The education budget creates at least five prospects. First, reducing the financing gap will help attain the SDG benchmark. Second, it places teacher development, including those from remote and peripheral areas, at the centre of quality improvement. Third, it recognises skills and employability as national priorities, not as vocational fringe exercises. Fourth, it rightly connects education with technology, including Edu-ID, digital libraries, AI, robotics, coding, and digital literacy. Fifth, it introduces a more international outlook through third language learning, credit transfer, student exchange, visiting scholars, and joint research. These approaches resonate with the country’s pursuit of demographic dividend.
However, these figures will only be effective if the budget deficit of Tk 243,000 crore is met. Otherwise, education promises may face mid-year compression. The other risk involves absorptive capacity. The allocation spike faces the risk of rushed spending, weak procurement, and poorly monitored projects. At a recent meeting, I heard that most administrative leaders struggle with bureaucratic entanglements. They complained that they have to spend most of their time in the secretariat rather than in their respective universities chasing fund release. Another risk involves fragmentation as Bangladesh’s education system is divided into multiple entities. The reform agenda must find a coordination mechanism to avoid overlapping as well as resource maximisation. The success of the budget depends on the capacity of the teachers. Instead of political consideration, the government must strengthen the teacher recruitment process and in-service training initiatives. The final risk is equity: all marginal groups must have a fair share of the education budget. It will be useful to have a transparent dashboard where all education-budget annexes are displayed.

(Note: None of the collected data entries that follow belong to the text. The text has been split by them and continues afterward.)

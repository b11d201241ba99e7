//! Document - High-level document API
//!
//! `Document` is a cheap-clone handle to shared document state. `ElementRef`
//! is a weak handle to one element; it stays valid as a value after the
//! document is dropped, but every operation on it then becomes a no-op.

use std::cell::{Cell, RefCell};
use std::collections::HashMap;
use std::fmt;
use std::rc::{Rc, Weak};

use crate::{
    CallbackQueue, CustomElement, CustomElementError, CustomElementRegistry, DomError, DomResult,
    DomTree, ElementConstructor, LifecycleCallback, LifecycleCallbackInfo, NodeId,
};

/// Kind of recorded mutation
#[derive(Debug, Clone, Copy, PartialEq, Eq)]
pub enum MutationKind {
    Attributes,
    ChildList,
}

/// Mutation record
#[derive(Debug, Clone, PartialEq, Eq)]
pub struct MutationRecord {
    pub kind: MutationKind,
    pub target: NodeId,
    pub attribute_name: Option<String>,
    pub old_value: Option<String>,
}

impl MutationRecord {
    fn attributes(target: NodeId, name: &str, old_value: Option<String>) -> Self {
        Self {
            kind: MutationKind::Attributes,
            target,
            attribute_name: Some(name.to_string()),
            old_value,
        }
    }

    fn child_list(target: NodeId) -> Self {
        Self {
            kind: MutationKind::ChildList,
            target,
            attribute_name: None,
            old_value: None,
        }
    }
}

/// HTML Document
#[derive(Clone)]
pub struct Document {
    inner: Rc<DocumentInner>,
}

struct DocumentInner {
    tree: RefCell<DomTree>,
    registry: RefCell<CustomElementRegistry>,
    /// Constructed custom element instances by node
    instances: RefCell<HashMap<NodeId, Rc<dyn CustomElement>>>,
    body: NodeId,
    recording: Cell<bool>,
    records: RefCell<Vec<MutationRecord>>,
}

impl Document {
    /// Create a document with a `<body>` element
    pub fn new() -> Self {
        let mut tree = DomTree::new();
        let body = tree.create_element("body");
        // Fresh arena: the root accepts any element child.
        let _ = tree.append_child(tree.root(), body);

        Self {
            inner: Rc::new(DocumentInner {
                tree: RefCell::new(tree),
                registry: RefCell::new(CustomElementRegistry::new()),
                instances: RefCell::new(HashMap::new()),
                body,
                recording: Cell::new(false),
                records: RefCell::new(Vec::new()),
            }),
        }
    }

    /// Get <body> element
    pub fn body(&self) -> ElementRef {
        self.element_ref(self.inner.body)
    }

    /// Handle to the element `id`, if it is an element
    pub fn element(&self, id: NodeId) -> Option<ElementRef> {
        let is_element = self.inner.tree.borrow().element(id).is_some();
        is_element.then(|| self.element_ref(id))
    }

    fn element_ref(&self, id: NodeId) -> ElementRef {
        ElementRef {
            doc: Rc::downgrade(&self.inner),
            id,
        }
    }

    /// Create a detached element, constructing its custom element if defined
    pub fn create_element(&self, tag: &str) -> ElementRef {
        let id = self.inner.tree.borrow_mut().create_element(tag);
        let element = self.element_ref(id);

        let definition = self.inner.registry.borrow().get(&tag.to_ascii_lowercase()).cloned();
        if let Some(definition) = definition {
            let instance = definition.construct(element.clone());
            self.inner.instances.borrow_mut().insert(id, instance);
        }
        element
    }

    /// Create a detached text node
    pub fn create_text(&self, text: &str) -> NodeId {
        self.inner.tree.borrow_mut().create_text(text)
    }

    /// Append `child` to `parent`
    pub fn append_child(&self, parent: NodeId, child: NodeId) -> DomResult<()> {
        self.inner.append_child(parent, child)
    }

    /// Remove `child` from `parent`
    pub fn remove_child(&self, parent: NodeId, child: NodeId) -> DomResult<()> {
        self.inner.remove_child(parent, child)
    }

    /// Register a custom element and upgrade existing elements with its tag
    pub fn define(
        &self,
        name: &str,
        observed_attributes: Vec<String>,
        constructor: Rc<dyn ElementConstructor>,
    ) -> Result<(), CustomElementError> {
        self.inner
            .registry
            .borrow_mut()
            .define(name, observed_attributes, constructor)?;
        tracing::debug!("Defined custom element <{}>", name);

        let definition = self.inner.registry.borrow().get(name).cloned();
        let Some(definition) = definition else {
            return Ok(());
        };

        let candidates: Vec<NodeId> = {
            let tree = self.inner.tree.borrow();
            let instances = self.inner.instances.borrow();
            tree.iter()
                .filter(|(id, node)| {
                    node.as_element().is_some_and(|e| e.tag == name) && !instances.contains_key(id)
                })
                .map(|(id, _)| id)
                .collect()
        };

        let mut queue = CallbackQueue::new();
        for id in candidates {
            let instance = definition.construct(self.element_ref(id));
            self.inner.instances.borrow_mut().insert(id, instance);
            if self.inner.tree.borrow().is_connected(id) {
                queue.enqueue(LifecycleCallbackInfo::connected(id));
            }
            tracing::trace!("Upgraded {} to <{}>", id, name);
        }
        self.inner.run_reactions(queue);
        Ok(())
    }

    /// Check if a custom element is defined
    pub fn is_defined(&self, name: &str) -> bool {
        self.inner.registry.borrow().is_defined(name)
    }

    /// Concatenated text below `id`
    pub fn text_content(&self, id: NodeId) -> String {
        self.inner.tree.borrow().text_content(id)
    }

    /// Read access to the tree
    pub fn with_tree<T>(&self, f: impl FnOnce(&DomTree) -> T) -> T {
        f(&self.inner.tree.borrow())
    }

    /// Start or stop recording mutations
    pub fn record_mutations(&self, enabled: bool) {
        self.inner.recording.set(enabled);
    }

    /// Take all mutation records collected so far
    pub fn take_mutation_records(&self) -> Vec<MutationRecord> {
        std::mem::take(&mut *self.inner.records.borrow_mut())
    }
}

impl Default for Document {
    fn default() -> Self {
        Self::new()
    }
}

impl fmt::Debug for Document {
    fn fmt(&self, f: &mut fmt::Formatter<'_>) -> fmt::Result {
        f.debug_struct("Document")
            .field("nodes", &self.inner.tree.borrow().len())
            .field("definitions", &self.inner.registry.borrow().len())
            .finish()
    }
}

impl DocumentInner {
    fn record(&self, record: MutationRecord) {
        if self.recording.get() {
            self.records.borrow_mut().push(record);
        }
    }

    /// Queue `make(id)` for every custom element in the subtree at `root`
    fn enqueue_subtree(
        &self,
        tree: &DomTree,
        root: NodeId,
        queue: &mut CallbackQueue,
        make: fn(NodeId) -> LifecycleCallbackInfo,
    ) {
        let instances = self.instances.borrow();
        for id in tree.inclusive_descendants(root) {
            if instances.contains_key(&id) {
                queue.enqueue(make(id));
            }
        }
    }

    fn observes(&self, id: NodeId, tag: &str, attribute: &str) -> bool {
        self.instances.borrow().contains_key(&id)
            && self
                .registry
                .borrow()
                .get(tag)
                .is_some_and(|d| d.observes(attribute))
    }

    fn append_child(&self, parent: NodeId, child: NodeId) -> DomResult<()> {
        let mut queue = CallbackQueue::new();
        {
            let mut tree = self.tree.borrow_mut();
            let was_connected = tree.is_connected(child) && tree.parent(child).is_some();
            let old_parent = tree.parent(child);
            tree.append_child(parent, child)?;

            if was_connected {
                self.enqueue_subtree(&tree, child, &mut queue, LifecycleCallbackInfo::disconnected);
            }
            if tree.is_connected(child) {
                self.enqueue_subtree(&tree, child, &mut queue, LifecycleCallbackInfo::connected);
            }
            if let Some(old_parent) = old_parent {
                self.record(MutationRecord::child_list(old_parent));
            }
            self.record(MutationRecord::child_list(parent));
        }
        self.run_reactions(queue);
        Ok(())
    }

    fn remove_child(&self, parent: NodeId, child: NodeId) -> DomResult<()> {
        let mut queue = CallbackQueue::new();
        {
            let mut tree = self.tree.borrow_mut();
            let was_connected = tree.is_connected(child);
            tree.remove_child(parent, child)?;
            if was_connected {
                self.enqueue_subtree(&tree, child, &mut queue, LifecycleCallbackInfo::disconnected);
            }
            self.record(MutationRecord::child_list(parent));
        }
        self.run_reactions(queue);
        Ok(())
    }

    fn set_attribute(&self, id: NodeId, name: &str, value: &str) -> DomResult<()> {
        let mut queue = CallbackQueue::new();
        {
            let mut tree = self.tree.borrow_mut();
            let element = element_mut(&mut tree, id)?;
            let old_value = element.attrs.set_attribute(name, value);
            let tag = element.tag.clone();

            self.record(MutationRecord::attributes(id, name, old_value.clone()));
            if self.observes(id, &tag, name) {
                queue.enqueue(LifecycleCallbackInfo::attribute_changed(
                    id,
                    name,
                    old_value,
                    Some(value.to_string()),
                ));
            }
        }
        self.run_reactions(queue);
        Ok(())
    }

    fn remove_attribute(&self, id: NodeId, name: &str) -> DomResult<()> {
        let mut queue = CallbackQueue::new();
        {
            let mut tree = self.tree.borrow_mut();
            let element = element_mut(&mut tree, id)?;
            // Removing an absent attribute is not a mutation.
            let Some(old_value) = element.attrs.remove_named_item(name) else {
                return Ok(());
            };
            let tag = element.tag.clone();

            self.record(MutationRecord::attributes(id, name, Some(old_value.clone())));
            if self.observes(id, &tag, name) {
                queue.enqueue(LifecycleCallbackInfo::attribute_changed(
                    id,
                    name,
                    Some(old_value),
                    None,
                ));
            }
        }
        self.run_reactions(queue);
        Ok(())
    }

    fn set_text_content(&self, id: NodeId, text: &str) -> DomResult<()> {
        let mut queue = CallbackQueue::new();
        {
            let mut tree = self.tree.borrow_mut();
            element_mut(&mut tree, id)?;
            let connected = tree.is_connected(id);

            for child in tree.children(id).to_vec() {
                if connected {
                    self.enqueue_subtree(&tree, child, &mut queue, LifecycleCallbackInfo::disconnected);
                }
                tree.remove_child(id, child)?;
            }
            if !text.is_empty() {
                let node = tree.create_text(text);
                tree.append_child(id, node)?;
            }
            self.record(MutationRecord::child_list(id));
        }
        self.run_reactions(queue);
        Ok(())
    }

    /// Invoke queued reactions; no borrow is held across a callback
    fn run_reactions(&self, mut queue: CallbackQueue) {
        for info in queue.drain() {
            let instance = self.instances.borrow().get(&info.element_id).cloned();
            let Some(instance) = instance else {
                continue;
            };
            match info.callback {
                LifecycleCallback::Connected => instance.connected(),
                LifecycleCallback::Disconnected => instance.disconnected(),
                LifecycleCallback::AttributeChanged => instance.attribute_changed(
                    info.attribute_name.as_deref().unwrap_or_default(),
                    info.old_value.as_deref(),
                    info.new_value.as_deref(),
                ),
            }
        }
    }
}

fn element_mut(tree: &mut DomTree, id: NodeId) -> DomResult<&mut crate::ElementData> {
    let node = tree.get_mut(id).ok_or(DomError::NotFound(id))?;
    node.as_element_mut().ok_or(DomError::NotAnElement(id))
}

/// Weak handle to an element of a `Document`
#[derive(Clone)]
pub struct ElementRef {
    doc: Weak<DocumentInner>,
    id: NodeId,
}

impl ElementRef {
    /// Node id of this element
    pub fn id(&self) -> NodeId {
        self.id
    }

    /// Owning document, if still alive
    pub fn document(&self) -> Option<Document> {
        self.doc.upgrade().map(|inner| Document { inner })
    }

    fn with_element<T>(&self, f: impl FnOnce(&crate::ElementData) -> T) -> Option<T> {
        let doc = self.doc.upgrade()?;
        let tree = doc.tree.borrow();
        tree.element(self.id).map(f)
    }

    /// Lowercased tag name
    pub fn tag_name(&self) -> Option<String> {
        self.with_element(|e| e.tag.clone())
    }

    /// Get attribute value
    pub fn get_attribute(&self, name: &str) -> Option<String> {
        self.with_element(|e| e.get_attr(name).map(str::to_string))
            .flatten()
    }

    /// Check if attribute exists
    pub fn has_attribute(&self, name: &str) -> bool {
        self.with_element(|e| e.attrs.has_attribute(name))
            .unwrap_or(false)
    }

    /// Attribute names in insertion order
    pub fn attribute_names(&self) -> Vec<String> {
        self.with_element(|e| e.attrs.names().map(str::to_string).collect())
            .unwrap_or_default()
    }

    /// Set attribute; observed attributes of custom elements notify synchronously
    pub fn set_attribute(&self, name: &str, value: &str) -> DomResult<()> {
        let doc = self.doc.upgrade().ok_or(DomError::NotFound(self.id))?;
        doc.set_attribute(self.id, name, value)
    }

    /// Remove attribute; a no-op if absent
    pub fn remove_attribute(&self, name: &str) -> DomResult<()> {
        let doc = self.doc.upgrade().ok_or(DomError::NotFound(self.id))?;
        doc.remove_attribute(self.id, name)
    }

    /// Child nodes in tree order
    pub fn children(&self) -> Vec<NodeId> {
        self.doc
            .upgrade()
            .map(|doc| doc.tree.borrow().children(self.id).to_vec())
            .unwrap_or_default()
    }

    /// Append a child node
    pub fn append_child(&self, child: NodeId) -> DomResult<()> {
        let doc = self.doc.upgrade().ok_or(DomError::NotFound(self.id))?;
        doc.append_child(self.id, child)
    }

    /// Concatenated descendant text
    pub fn text_content(&self) -> String {
        self.doc
            .upgrade()
            .map(|doc| doc.tree.borrow().text_content(self.id))
            .unwrap_or_default()
    }

    /// Replace all children with a single text node (none if `text` is empty)
    pub fn set_text_content(&self, text: &str) -> DomResult<()> {
        let doc = self.doc.upgrade().ok_or(DomError::NotFound(self.id))?;
        doc.set_text_content(self.id, text)
    }

    /// Whether the element is in its document
    pub fn is_connected(&self) -> bool {
        self.doc
            .upgrade()
            .is_some_and(|doc| doc.tree.borrow().is_connected(self.id))
    }
}

impl PartialEq for ElementRef {
    fn eq(&self, other: &Self) -> bool {
        self.id == other.id && Weak::ptr_eq(&self.doc, &other.doc)
    }
}

impl Eq for ElementRef {}

impl fmt::Debug for ElementRef {
    fn fmt(&self, f: &mut fmt::Formatter<'_>) -> fmt::Result {
        f.debug_tuple("ElementRef").field(&self.id).finish()
    }
}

Finally, there has to be a clear chain between the primary, secondary and tertiary. The primary and secondary should provide the intellectual basis for higher education. Universities need to move beyond being their teaching-only entity to becoming knowledge creation hubs. The competitive research and innovation fund should be open to both public and qualified private universities. The UGC can track quality assurance, accreditation, internationalisation, research productivity, and graduate employability to reward or punish the institutions.
The FY2026-27 education budget is expansionary and philosophically ambitious, recognising education as the foundation of human development, productivity, equity, and democratic nation-building. It has no shortage of aspiration. Greater operational clarity will help its execution. It’s time for us to see education as the country’s main development engine.
Dr Shamsad Mortuza is vice-chancellor at the University of Liberal Arts Bangladesh (ULAB).
Views expressed in this article are the author's own.